Genesis’ten Hikayeler; “Kızıl Ölüm Çiçeği (+18)”
Beşinci Bölüm: Uçurumun Kıyısında
Kadir elini başına götürüp “Ne oldu, o lanet olası adam nerede?” diyerek ayıldı, Dilek onun alnındaki yaraya pansuman yaparken; sonra yattığı yerden başını kaldırıp yerdeki cesedi gördüğünde öyle bir çığlık attı ki Ayhan eliyle onun ağzını kapatmak zorunda kaldı.
“Birileri görmeden şu cesetten kurtulmalıyız.” dedi Vahdet.
“Kurtulmak mı?” diyerek irkildi Dilek, “Burada bir cinayet işlenildi ve şimdi de cesedi saklayalım mı diyorsun yani?”
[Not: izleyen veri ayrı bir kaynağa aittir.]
//! Cache Entry Module
//!
//! Defines a single cached response payload with its expiry.

use std::time::{SystemTime, UNIX_EPOCH};

use serde_json::Value;

// == Cache Entry ==
/// A cached payload together with its creation and expiry instants.
#[derive(Debug, Clone)]
pub struct CacheEntry {
    /// The stored payload (already shaped for the envelope `data` field)
    pub value: Value,
    /// Creation timestamp (Unix milliseconds)
    pub created_at: u64,
    /// Expiration timestamp (Unix milliseconds)
    pub expires_at: u64,
}

impl CacheEntry {
    // == Constructor ==
    /// Creates a new entry that expires `ttl_seconds` after `now_ms`.
    pub fn new(value: Value, ttl_seconds: u64, now_ms: u64) -> Self {
        Self {
            value,
            created_at: now_ms,
            expires_at: now_ms.saturating_add(ttl_seconds.saturating_mul(1000)),
        }
    }

    // == Is Expired ==
    /// Checks if the entry has expired at `now_ms`.
    ///
    /// An entry is expired once the current time reaches its expiry, so a
    /// zero TTL produces an entry that is never served.
    pub fn is_expired_at(&self, now_ms: u64) -> bool {
        now_ms >= self.expires_at
    }
}

// == Utility Functions ==
/// Returns current Unix timestamp in milliseconds.
pub fn current_timestamp_ms() -> u64 {
    SystemTime::now()
        .duration_since(UNIX_EPOCH)
        .map(|d| d.as_millis() as u64)
        .unwrap_or(0)
}

/// Returns the index of the `bucket_secs`-wide time bucket containing `now_ms`.
///
/// Volatile routes embed this in their cache keys so that similar requests
/// inside the same bucket share one cached payload.
pub fn time_bucket(now_ms: u64, bucket_secs: u64) -> u64 {
    if bucket_secs == 0 {
        return now_ms;
    }
    now_ms / (bucket_secs * 1000)
}

// == Unit Tests ==
#[cfg(test)]
mod tests {
    use super::*;
    use serde_json::json;

    #[test]
    fn test_entry_creation() {
        let entry = CacheEntry::new(json!({"price": 1}), 60, 1_000);

        assert_eq!(entry.value, json!({"price": 1}));
        assert_eq!(entry.created_at, 1_000);
        assert_eq!(entry.expires_at, 61_000);
        assert!(!entry.is_expired_at(1_000));
    }

    #[test]
    fn test_entry_expiration() {
        let entry = CacheEntry::new(json!("v"), 1, 0);

        assert!(!entry.is_expired_at(999));
        assert!(entry.is_expired_at(1_000));
        assert!(entry.is_expired_at(5_000));
    }

    #[test]
    fn test_zero_ttl_is_immediately_expired() {
        let entry = CacheEntry::new(json!("v"), 0, 42);
        assert!(entry.is_expired_at(42));
    }

    #[test]
    fn test_wall_clock_entry_is_fresh() {
        let now = current_timestamp_ms();
        let entry = CacheEntry::new(json!("v"), 60, now);
        assert!(!entry.is_expired_at(now + 59_999));
    }

    #[test]
    fn test_time_bucket_alignment() {
        // 5-minute buckets
        assert_eq!(time_bucket(0, 300), 0);
        assert_eq!(time_bucket(299_999, 300), 0);
        assert_eq!(time_bucket(300_000, 300), 1);
        assert_eq!(time_bucket(1_800_000, 1800), 1);
    }
}
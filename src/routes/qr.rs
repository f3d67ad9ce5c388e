//! QR code generator (GET /api/qr)
//!
//! PNG codes come back as a base64 data URL, SVG codes as markup. Both take
//! custom dark and light colors.

use std::fmt;
use std::io::Cursor;

use axum::{
    extract::{rejection::QueryRejection, Query, State},
    response::Response,
};
use base64::{engine::general_purpose::STANDARD, Engine};
use image::{DynamicImage, ImageFormat, Rgb};
use qrcode::render::svg;
use qrcode::types::QrError;
use qrcode::QrCode;
use serde::Serialize;
use serde_json::Value;

use crate::api::{policy::QR, respond, AppState, ClientIdentity};
use crate::error::{ApiError, Result};
use crate::models::requests::{clamped_number, or_default, required};
use crate::models::QrQuery;
use crate::routes::query_params;

const FAILED: &str = "QR code generation failed";

#[derive(Debug, Clone, Copy, PartialEq, Eq)]
pub enum QrFormat {
    Png,
    Svg,
}

impl QrFormat {
    fn parse(raw: &str) -> Result<Self> {
        match raw.to_ascii_lowercase().as_str() {
            "png" => Ok(Self::Png),
            "svg" => Ok(Self::Svg),
            _ => Err(ApiError::validation("Format must be png or svg")),
        }
    }

    fn as_str(self) -> &'static str {
        match self {
            Self::Png => "png",
            Self::Svg => "svg",
        }
    }
}

/// An RGB color written as `#rrggbb`; the `#` is optional on input.
#[derive(Debug, Clone, Copy, PartialEq, Eq)]
pub struct HexColor([u8; 3]);

impl HexColor {
    pub fn parse(raw: &str, name: &str) -> Result<Self> {
        let invalid = || ApiError::validation(format!("{name} must be a hex color like #000000"));

        let digits = raw.strip_prefix('#').unwrap_or(raw);
        if digits.len() != 6 || !digits.bytes().all(|b| b.is_ascii_hexdigit()) {
            return Err(invalid());
        }
        let channel = |at: usize| u8::from_str_radix(&digits[at..at + 2], 16);
        match (channel(0), channel(2), channel(4)) {
            (Ok(r), Ok(g), Ok(b)) => Ok(Self([r, g, b])),
            _ => Err(invalid()),
        }
    }
}

impl fmt::Display for HexColor {
    fn fmt(&self, f: &mut fmt::Formatter<'_>) -> fmt::Result {
        let [r, g, b] = self.0;
        write!(f, "#{r:02x}{g:02x}{b:02x}")
    }
}

#[derive(Debug, Clone, Serialize)]
#[serde(rename_all = "camelCase")]
pub struct QrImage {
    pub text: String,
    pub qr_code: String,
    pub format: &'static str,
    pub size: u32,
    pub color: String,
    pub background: String,
}

/// Handler for GET /api/qr
pub async fn qr_handler(
    State(state): State<AppState>,
    ClientIdentity(identity): ClientIdentity,
    query: std::result::Result<Query<QrQuery>, QueryRejection>,
) -> Response {
    let result = qr(&state, &identity, query).await;
    respond(&QR, &identity, result)
}

async fn qr(
    state: &AppState,
    identity: &str,
    query: std::result::Result<Query<QrQuery>, QueryRejection>,
) -> Result<Value> {
    state.check_rate(&QR, identity).await?;
    let query = query_params(query)?;

    let text = required(&query.text, "Text parameter is required")?;
    let size = clamped_number(&query.size, "size", 200, 100, 1000)?;
    let format = QrFormat::parse(or_default(&query.format, "png"))?;
    let dark = HexColor::parse(or_default(&query.color, "#000000"), "color")?;
    let light = HexColor::parse(or_default(&query.background, "#ffffff"), "background")?;

    let key = format!("{size}:{}:{dark}:{light}:{text}", format.as_str());
    state
        .cached(&QR, &key, || async {
            let image = QrImage {
                text: text.to_string(),
                qr_code: render(text, format, size, dark, light)?,
                format: format.as_str(),
                size,
                color: dark.to_string(),
                background: light.to_string(),
            };
            serde_json::to_value(image).map_err(|e| ApiError::internal(FAILED, e.to_string()))
        })
        .await
}

/// Encodes `text` and renders it at no less than `size` pixels square.
///
/// Text beyond QR capacity is a 400; any other encoder failure is a 500.
pub fn render(text: &str, format: QrFormat, size: u32, dark: HexColor, light: HexColor) -> Result<String> {
    let code = QrCode::new(text.as_bytes()).map_err(|e| match e {
        QrError::DataTooLong => ApiError::validation("Text is too long for a QR code"),
        other => ApiError::internal(FAILED, other.to_string()),
    })?;

    match format {
        QrFormat::Svg => {
            let (dark, light) = (dark.to_string(), light.to_string());
            Ok(code
                .render::<svg::Color>()
                .min_dimensions(size, size)
                .dark_color(svg::Color(&dark))
                .light_color(svg::Color(&light))
                .build())
        }
        QrFormat::Png => {
            let image = code
                .render::<Rgb<u8>>()
                .min_dimensions(size, size)
                .dark_color(Rgb(dark.0))
                .light_color(Rgb(light.0))
                .build();

            let mut bytes = Vec::new();
            DynamicImage::ImageRgb8(image)
                .write_to(&mut Cursor::new(&mut bytes), ImageFormat::Png)
                .map_err(|e| ApiError::internal(FAILED, e.to_string()))?;
            Ok(format!("data:image/png;base64,{}", STANDARD.encode(&bytes)))
        }
    }
}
“Nasıl bu kadar bencil olabiliyorsun?” diye çıkıştı Vahdet ve sonra “Hatırlatmak isterim ki sözünü ettiğin cinayet senin için işlendi.” diye bağırdı.
“Sessiz ol!” diye dişlerinin arasından ona tısladı Ayhan, “Yoksa birileri bizi duyacak ve şu Allah’ın belası adamın cesedini ortadan kaldıramadan hepimiz cezaevini boylayacağız.”
“Ben de bu konuda Dilek’e katılıyorum,” diye söze karıştım, “Bence de şu an en mantıklı olan şey Tekir Yaylası’ndaki jandarma noktasına gidip onlara olup biteni anlatmak.”
“Hayır!” diye kükredi Vahdet, “Ömrümün geri kalanını cezaevinde çürütmeye hiç niyetim yok.”
“Hiçbirimiz cezaevine girmeyeceğiz,” diyerek onu ikna etmeye çalıştım, “biz sadece kendimizi savunduk. Eğer biz onu öldürmeseydik o bizi…”
“Öldürecek miydi, Görkem?” diye sözümü kesti Vahdet, “İyi düşün bakalım, olayın nasıl ortaya çıktığını hatırla; adam Dilek’i itekledikten sonra Kadir adamın üzerine koştu. Kendini savunan biz miydik yoksa o muydu? Bu olayla ilgili hepimizi mahkemeye çıkardıklarında hakime ‘Adam Dilek’i kolundan tutup itekledi ve biz de onu öldürdük.’ mü diyeceksin?”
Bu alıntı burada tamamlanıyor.